AVAILABLE RECORDS:
⁂

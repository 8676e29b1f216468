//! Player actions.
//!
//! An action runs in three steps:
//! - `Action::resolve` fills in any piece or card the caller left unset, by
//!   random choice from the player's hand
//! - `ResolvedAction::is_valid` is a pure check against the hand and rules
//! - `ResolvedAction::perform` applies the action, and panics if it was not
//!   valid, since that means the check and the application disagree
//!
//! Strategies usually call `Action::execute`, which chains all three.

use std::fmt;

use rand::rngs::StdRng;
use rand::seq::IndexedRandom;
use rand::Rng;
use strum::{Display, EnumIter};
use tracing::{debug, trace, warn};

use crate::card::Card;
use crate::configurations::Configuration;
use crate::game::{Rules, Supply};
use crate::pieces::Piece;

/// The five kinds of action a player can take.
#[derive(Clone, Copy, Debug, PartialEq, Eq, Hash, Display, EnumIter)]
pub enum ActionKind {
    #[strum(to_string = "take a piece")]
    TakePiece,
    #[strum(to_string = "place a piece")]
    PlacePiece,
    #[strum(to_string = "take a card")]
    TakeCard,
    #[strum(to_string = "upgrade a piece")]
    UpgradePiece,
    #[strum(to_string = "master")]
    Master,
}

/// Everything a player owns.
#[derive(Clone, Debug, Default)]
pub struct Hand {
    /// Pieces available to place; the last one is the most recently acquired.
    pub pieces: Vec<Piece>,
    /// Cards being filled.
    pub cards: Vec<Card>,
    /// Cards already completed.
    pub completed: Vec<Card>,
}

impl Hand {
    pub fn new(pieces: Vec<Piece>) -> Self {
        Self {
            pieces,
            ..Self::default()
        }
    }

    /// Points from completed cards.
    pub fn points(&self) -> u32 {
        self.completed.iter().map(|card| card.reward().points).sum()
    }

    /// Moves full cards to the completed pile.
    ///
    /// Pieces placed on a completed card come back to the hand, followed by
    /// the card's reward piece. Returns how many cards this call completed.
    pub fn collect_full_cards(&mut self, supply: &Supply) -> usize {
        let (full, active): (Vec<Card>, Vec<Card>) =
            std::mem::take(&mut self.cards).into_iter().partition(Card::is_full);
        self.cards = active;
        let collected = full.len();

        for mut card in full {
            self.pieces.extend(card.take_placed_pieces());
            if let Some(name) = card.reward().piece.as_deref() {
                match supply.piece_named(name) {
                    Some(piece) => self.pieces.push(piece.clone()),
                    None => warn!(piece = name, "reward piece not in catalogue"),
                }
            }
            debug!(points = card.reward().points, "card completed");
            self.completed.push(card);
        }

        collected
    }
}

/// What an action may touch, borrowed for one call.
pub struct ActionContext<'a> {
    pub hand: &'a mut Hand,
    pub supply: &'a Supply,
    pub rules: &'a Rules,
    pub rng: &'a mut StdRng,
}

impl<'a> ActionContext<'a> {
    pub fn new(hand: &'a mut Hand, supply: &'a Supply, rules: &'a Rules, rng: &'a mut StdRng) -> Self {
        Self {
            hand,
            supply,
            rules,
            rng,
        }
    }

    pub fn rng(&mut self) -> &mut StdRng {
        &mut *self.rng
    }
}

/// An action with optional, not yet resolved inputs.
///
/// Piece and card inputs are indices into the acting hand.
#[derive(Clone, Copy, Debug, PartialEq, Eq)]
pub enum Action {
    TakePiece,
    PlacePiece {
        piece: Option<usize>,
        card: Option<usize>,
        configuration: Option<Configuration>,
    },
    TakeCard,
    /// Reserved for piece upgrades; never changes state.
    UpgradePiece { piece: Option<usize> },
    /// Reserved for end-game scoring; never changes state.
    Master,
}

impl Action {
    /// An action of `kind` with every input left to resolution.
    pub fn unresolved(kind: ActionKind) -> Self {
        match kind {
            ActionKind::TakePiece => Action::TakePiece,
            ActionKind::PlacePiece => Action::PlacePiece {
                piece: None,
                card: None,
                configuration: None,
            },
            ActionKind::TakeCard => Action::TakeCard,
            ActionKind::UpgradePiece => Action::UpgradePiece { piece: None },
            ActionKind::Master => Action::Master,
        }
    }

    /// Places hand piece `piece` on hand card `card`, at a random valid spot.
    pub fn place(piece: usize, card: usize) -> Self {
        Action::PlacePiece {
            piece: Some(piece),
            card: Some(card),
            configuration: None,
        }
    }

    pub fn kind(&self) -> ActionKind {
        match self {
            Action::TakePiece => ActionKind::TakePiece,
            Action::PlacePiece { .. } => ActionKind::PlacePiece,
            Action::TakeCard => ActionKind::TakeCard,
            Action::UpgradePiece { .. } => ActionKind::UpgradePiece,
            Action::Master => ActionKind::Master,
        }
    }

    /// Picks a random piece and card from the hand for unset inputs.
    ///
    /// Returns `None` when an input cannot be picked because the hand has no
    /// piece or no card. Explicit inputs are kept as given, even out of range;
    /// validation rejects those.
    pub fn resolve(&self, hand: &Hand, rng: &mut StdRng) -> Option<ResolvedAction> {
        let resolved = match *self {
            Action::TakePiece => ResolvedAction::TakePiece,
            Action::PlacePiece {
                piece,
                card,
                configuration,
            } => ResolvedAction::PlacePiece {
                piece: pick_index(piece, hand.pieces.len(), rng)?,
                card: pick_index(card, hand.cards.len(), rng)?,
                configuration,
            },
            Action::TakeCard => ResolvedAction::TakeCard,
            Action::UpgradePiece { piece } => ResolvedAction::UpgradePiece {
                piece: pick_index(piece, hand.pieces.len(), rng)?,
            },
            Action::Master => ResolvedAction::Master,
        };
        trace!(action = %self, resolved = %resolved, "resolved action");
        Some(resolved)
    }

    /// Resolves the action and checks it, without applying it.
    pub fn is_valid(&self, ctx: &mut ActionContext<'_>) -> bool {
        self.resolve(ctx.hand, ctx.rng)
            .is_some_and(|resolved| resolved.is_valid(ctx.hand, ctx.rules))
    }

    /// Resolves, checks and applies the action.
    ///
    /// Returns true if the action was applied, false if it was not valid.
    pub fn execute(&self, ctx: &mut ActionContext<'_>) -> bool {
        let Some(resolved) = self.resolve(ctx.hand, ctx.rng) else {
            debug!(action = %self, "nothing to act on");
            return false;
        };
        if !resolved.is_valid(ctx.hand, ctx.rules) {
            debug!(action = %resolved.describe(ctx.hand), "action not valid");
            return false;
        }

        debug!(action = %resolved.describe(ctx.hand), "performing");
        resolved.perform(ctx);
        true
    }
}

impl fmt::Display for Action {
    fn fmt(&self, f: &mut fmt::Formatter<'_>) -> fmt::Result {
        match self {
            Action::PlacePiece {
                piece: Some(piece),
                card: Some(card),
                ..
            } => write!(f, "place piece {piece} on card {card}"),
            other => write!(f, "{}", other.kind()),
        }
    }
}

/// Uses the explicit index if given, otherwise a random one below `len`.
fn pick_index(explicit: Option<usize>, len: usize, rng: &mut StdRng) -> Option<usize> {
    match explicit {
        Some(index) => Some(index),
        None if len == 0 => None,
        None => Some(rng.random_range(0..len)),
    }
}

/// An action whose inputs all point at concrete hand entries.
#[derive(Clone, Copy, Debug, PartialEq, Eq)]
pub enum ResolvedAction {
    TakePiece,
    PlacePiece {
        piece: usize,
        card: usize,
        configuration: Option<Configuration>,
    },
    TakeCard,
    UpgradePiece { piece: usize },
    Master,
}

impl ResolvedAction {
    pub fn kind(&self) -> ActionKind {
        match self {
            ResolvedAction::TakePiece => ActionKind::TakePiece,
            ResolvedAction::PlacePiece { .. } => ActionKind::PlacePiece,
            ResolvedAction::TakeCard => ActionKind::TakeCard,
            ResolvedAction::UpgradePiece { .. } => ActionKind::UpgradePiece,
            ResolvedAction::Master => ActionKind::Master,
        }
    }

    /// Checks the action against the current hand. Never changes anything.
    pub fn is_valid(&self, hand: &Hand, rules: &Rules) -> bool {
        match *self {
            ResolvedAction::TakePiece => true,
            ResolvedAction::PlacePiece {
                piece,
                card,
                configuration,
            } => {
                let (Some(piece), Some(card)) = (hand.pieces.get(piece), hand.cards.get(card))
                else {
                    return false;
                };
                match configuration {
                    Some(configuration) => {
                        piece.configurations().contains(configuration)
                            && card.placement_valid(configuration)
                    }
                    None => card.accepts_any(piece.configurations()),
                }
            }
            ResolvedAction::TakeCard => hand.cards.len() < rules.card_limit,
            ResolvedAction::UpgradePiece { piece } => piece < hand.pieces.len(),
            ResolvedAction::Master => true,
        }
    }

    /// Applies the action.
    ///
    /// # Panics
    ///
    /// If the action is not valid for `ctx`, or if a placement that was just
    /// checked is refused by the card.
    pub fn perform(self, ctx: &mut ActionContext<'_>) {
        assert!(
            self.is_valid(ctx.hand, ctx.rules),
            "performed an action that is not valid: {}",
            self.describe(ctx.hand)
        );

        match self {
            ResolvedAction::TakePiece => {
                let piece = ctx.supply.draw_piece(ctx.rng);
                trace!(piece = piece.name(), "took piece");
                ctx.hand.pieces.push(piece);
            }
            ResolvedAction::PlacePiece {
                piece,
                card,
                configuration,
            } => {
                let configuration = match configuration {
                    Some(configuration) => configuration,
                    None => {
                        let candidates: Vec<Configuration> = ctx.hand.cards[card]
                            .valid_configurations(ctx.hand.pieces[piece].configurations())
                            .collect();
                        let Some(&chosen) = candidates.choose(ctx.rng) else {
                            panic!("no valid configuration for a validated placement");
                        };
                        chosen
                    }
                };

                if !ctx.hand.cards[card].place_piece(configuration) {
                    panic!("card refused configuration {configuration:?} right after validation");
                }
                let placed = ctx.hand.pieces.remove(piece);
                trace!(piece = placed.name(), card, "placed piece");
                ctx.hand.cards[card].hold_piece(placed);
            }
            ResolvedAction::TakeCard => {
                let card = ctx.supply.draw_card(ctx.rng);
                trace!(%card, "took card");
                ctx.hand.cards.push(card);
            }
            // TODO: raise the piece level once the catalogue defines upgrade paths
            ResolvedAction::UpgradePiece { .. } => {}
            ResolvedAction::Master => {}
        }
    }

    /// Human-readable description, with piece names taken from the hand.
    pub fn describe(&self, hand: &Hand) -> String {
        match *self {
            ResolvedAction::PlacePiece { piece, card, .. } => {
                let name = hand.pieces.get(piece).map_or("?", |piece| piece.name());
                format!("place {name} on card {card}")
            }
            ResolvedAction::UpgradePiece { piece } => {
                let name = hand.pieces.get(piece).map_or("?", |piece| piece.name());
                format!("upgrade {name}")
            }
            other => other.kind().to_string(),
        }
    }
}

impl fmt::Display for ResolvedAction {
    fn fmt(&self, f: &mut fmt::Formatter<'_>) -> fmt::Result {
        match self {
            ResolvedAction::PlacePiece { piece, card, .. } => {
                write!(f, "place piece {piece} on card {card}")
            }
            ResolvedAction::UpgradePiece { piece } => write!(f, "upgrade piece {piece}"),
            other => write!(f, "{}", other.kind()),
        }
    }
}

⁂

ABOUT THIS EXERCISE: Only lines holding "push" are wanted; copy all of them from the listing.

ANSWER TO THIS PROBLEM:
                    Some(piece) => self.pieces.push(piece.clone()),
            self.completed.push(card);
                ctx.hand.pieces.push(piece);
                ctx.hand.cards.push(card);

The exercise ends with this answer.